The ROI ratio is a comparative indicator, not a measure of fiscal efficiency or political performance. It is a single-number summary: federal dollars received per dollar contributed in individual income taxes. A ratio above 1.0 indicates the district receives more in federal obligations than its residents contribute in individual income tax. A ratio below 1.0 indicates the reverse. The ranking is refreshed weekly as USASpending.gov posts new obligation data. The tax and demographic figures are updated annually when new IRS and Census vintages are released. The specific fiscal years and tax years used in any published ranking are disclosed in the accompanying data file at publicmoneytracker.com/districts.


Known Limitations

What this data does not capture.

Federal spending data is broad but not comprehensive. The limitations below reflect deliberate scope decisions, not gaps to be filled — each is a consequence of how federal agencies collect and publish their own data.

Spending and tax figures cover different time windows. USASpending records obligations by federal fiscal year (October 1 through September 30). IRS Statistics of Income data is reported by calendar tax year. The two figures are not directly comparable on an annual basis; multi-year aggregation reduces but does not eliminate this mismatch. The data window used in any specific analysis is disclosed in that report.
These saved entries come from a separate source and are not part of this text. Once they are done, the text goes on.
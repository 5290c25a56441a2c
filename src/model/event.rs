use std::path::{Path, PathBuf};

/// Simplified filesystem event kinds the reload pipeline acts on.
#[derive(Debug, Clone, Copy, PartialEq, Eq, Hash)]
pub enum ChangeKind {
    Create,
    Modify,
    Remove,
}

/// A filesystem event as delivered to the classifier: the parent directory,
/// the file name within it, and what happened.
#[derive(Debug, Clone, PartialEq, Eq)]
pub struct ChangeEvent {
    pub parent: PathBuf,
    pub file_name: String,
    pub kind: ChangeKind,
}

impl ChangeEvent {
    pub fn new(parent: impl Into<PathBuf>, file_name: impl Into<String>, kind: ChangeKind) -> Self {
        Self {
            parent: parent.into(),
            file_name: file_name.into(),
            kind,
        }
    }

    /// Split a full path into parent + file name. Returns `None` for paths
    /// without both components.
    pub fn from_path(path: &Path, kind: ChangeKind) -> Option<Self> {
        let parent = path.parent()?;
        let file_name = path.file_name()?.to_str()?;
        Some(Self::new(parent, file_name, kind))
    }

    pub fn path(&self) -> PathBuf {
        self.parent.join(&self.file_name)
    }
}
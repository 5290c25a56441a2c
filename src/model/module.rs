use arc_swap::ArcSwap;
use serde::{Deserialize, Serialize};
use std::path::{Path, PathBuf};
use std::sync::Arc;
use std::time::SystemTime;

/// Dotted module name derived from an artifact path, e.g. `api.orders`.
pub type ModuleName = String;

/// Extension the build pipeline gives compiled module artifacts.
pub const ARTIFACT_EXT: &str = "module";

#[derive(Debug, Clone, Copy, PartialEq, Eq, Hash, Serialize, Deserialize)]
#[serde(rename_all = "UPPERCASE")]
pub enum HttpMethod {
    Get,
    Post,
    Put,
    Patch,
    Delete,
}

impl HttpMethod {
    pub fn parse(s: &str) -> Option<Self> {
        match s.to_ascii_uppercase().as_str() {
            "GET" => Some(Self::Get),
            "POST" => Some(Self::Post),
            "PUT" => Some(Self::Put),
            "PATCH" => Some(Self::Patch),
            "DELETE" => Some(Self::Delete),
            _ => None,
        }
    }

    pub fn as_str(&self) -> &'static str {
        match self {
            Self::Get => "GET",
            Self::Post => "POST",
            Self::Put => "PUT",
            Self::Patch => "PATCH",
            Self::Delete => "DELETE",
        }
    }
}

impl std::fmt::Display for HttpMethod {
    fn fmt(&self, f: &mut std::fmt::Formatter<'_>) -> std::fmt::Result {
        f.write_str(self.as_str())
    }
}

/// One HTTP entry point declared by a module: the route plus the name of the
/// handler bean and the operation to invoke on it.
#[derive(Debug, Clone, PartialEq, Serialize, Deserialize)]
pub struct EndpointSpec {
    pub method: HttpMethod,
    pub path: String,
    pub handler: String,
    pub operation: String,
}

/// Contents of a compiled module artifact.
#[derive(Debug, Clone, Default, PartialEq, Serialize, Deserialize)]
pub struct ModuleManifest {
    #[serde(default)]
    pub endpoints: Vec<EndpointSpec>,
    #[serde(default)]
    pub entities: Vec<String>,
}

/// One parsed version of a module artifact, stamped with the artifact's
/// modification time at load.
#[derive(Debug, Clone)]
pub struct ModuleImage {
    pub manifest: ModuleManifest,
    pub version: SystemTime,
}

/// A module resolved through a watched root's loader.
///
/// Identity is per (root, name): repeated loads of the same name through the
/// same root hand back the same `Arc<LoadedModule>`. New artifact content
/// replaces the inner image, never the identity, so everything holding the
/// module sees the new content on its next read.
pub struct LoadedModule {
    name: ModuleName,
    rel_path: PathBuf,
    artifact_path: PathBuf,
    image: ArcSwap<ModuleImage>,
}

impl LoadedModule {
    pub fn new(
        name: ModuleName,
        rel_path: PathBuf,
        artifact_path: PathBuf,
        image: ModuleImage,
    ) -> Self {
        Self {
            name,
            rel_path,
            artifact_path,
            image: ArcSwap::from_pointee(image),
        }
    }

    pub fn name(&self) -> &ModuleName {
        &self.name
    }

    pub fn rel_path(&self) -> &Path {
        &self.rel_path
    }

    pub fn artifact_path(&self) -> &Path {
        &self.artifact_path
    }

    pub fn image(&self) -> Arc<ModuleImage> {
        self.image.load_full()
    }

    pub fn swap_image(&self, image: ModuleImage) {
        self.image.store(Arc::new(image));
    }

    /// Web-facing module: declares at least one HTTP entry point.
    pub fn is_controller(&self) -> bool {
        !self.image().manifest.endpoints.is_empty()
    }

    pub fn entities(&self) -> Vec<String> {
        self.image().manifest.entities.clone()
    }
}

impl std::fmt::Debug for LoadedModule {
    fn fmt(&self, f: &mut std::fmt::Formatter<'_>) -> std::fmt::Result {
        f.debug_struct("LoadedModule")
            .field("name", &self.name)
            .field("rel_path", &self.rel_path)
            .finish()
    }
}

/// Derive the dotted module name from a path relative to its watched root.
///
/// `com/acme/orders.module` becomes `com.acme.orders`. Returns `None` for an
/// empty relative path or path components that are not valid UTF-8.
pub fn module_name_from_rel(rel: &Path) -> Option<ModuleName> {
    let mut parts: Vec<String> = Vec::new();
    for component in rel.components() {
        let part = component.as_os_str().to_str()?;
        parts.push(part.to_string());
    }
    let last = parts.pop()?;
    let stem = Path::new(&last).file_stem()?.to_str()?.to_string();
    if stem.is_empty() {
        return None;
    }
    parts.push(stem);
    Some(parts.join("."))
}

/// Inverse of [`module_name_from_rel`]: the artifact path for a module name,
/// relative to its root.
pub fn rel_path_for(name: &str) -> PathBuf {
    let mut path: PathBuf = name.split('.').collect();
    path.set_extension(ARTIFACT_EXT);
    path
}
ZIP-to-district mapping is imprecise at district boundary ZIP codes where a single ZIP code straddles two congressional districts. In those cases, PMT applies a consistent geographic attribution rule, which introduces a modest margin of error in districts with many boundary ZIPs.

USASpending.gov tracks discretionary federal spending — contracts, grants, direct payments, and loans. Mandatory programs including Social Security, Medicare, and Medicaid disbursements are not reflected in the spending figures. The ROI metric therefore captures the discretionary portion of the federal budget only; mandatory transfer payments flow through separate agency reporting systems and are not included in the current pipeline.

The IRS Statistics of Income captures individual income tax liability. It does not include corporate income tax, payroll taxes, excise taxes, or estate taxes. The tax contribution figure used in District ROI calculations represents individual income tax only.

Place-of-performance attribution means a contract performed at a federal facility — a military installation, a research laboratory, or a federal building — is credited to the district where that facility is located, not to the district where the contractor's workforce resides or where the contractor is headquartered. Districts with large federal facilities will show higher obligation totals than districts where the economic activity from those contracts actually occurs.

FY2026 spending data is partial year-to-date and will continue to increase as agencies post additional obligation records through September 30, 2026. Rankings that include FY2026 will shift with each weekly refresh.

Lobbying disclosure data is reported quarterly to the Senate Office of Public Records under the Lobbying Disclosure Act. There is an inherent lag between lobbying activity and its appearance in the database. Individual contacts, meetings, and communications are not itemized in LDA filings; only aggregate semi-annual spending and general issue areas are reported.


Update Schedule

When each dataset refreshes.

DataRefresh Cadence
Federal contracts & grantsWeekly (Friday)
District ROI rankingsWeekly (Friday)
Lobbying disclosuresQuarterly
Newsletter (Federal Money Report)Weekly (Monday)
Politician Money ReportsMonthly
Census & IRS dataAnnual (when new vintages release)

Citation

How to cite this data.

Public Money Tracker is a publication of Sievela LLC. When citing PMT data in research, journalism, or policy analysis, please reference publicmoneytracker.com/methodology and the specific report or data page from which the figure was drawn. A machine-readable sources file accompanies published analytical reports. It lists, for each figure: the exact primary public source, the time period covered, the estimation method applied if any, and the value as stored in the PMT database at time of publication. PMT is designed to preserve the provenance chain from source record to published figure.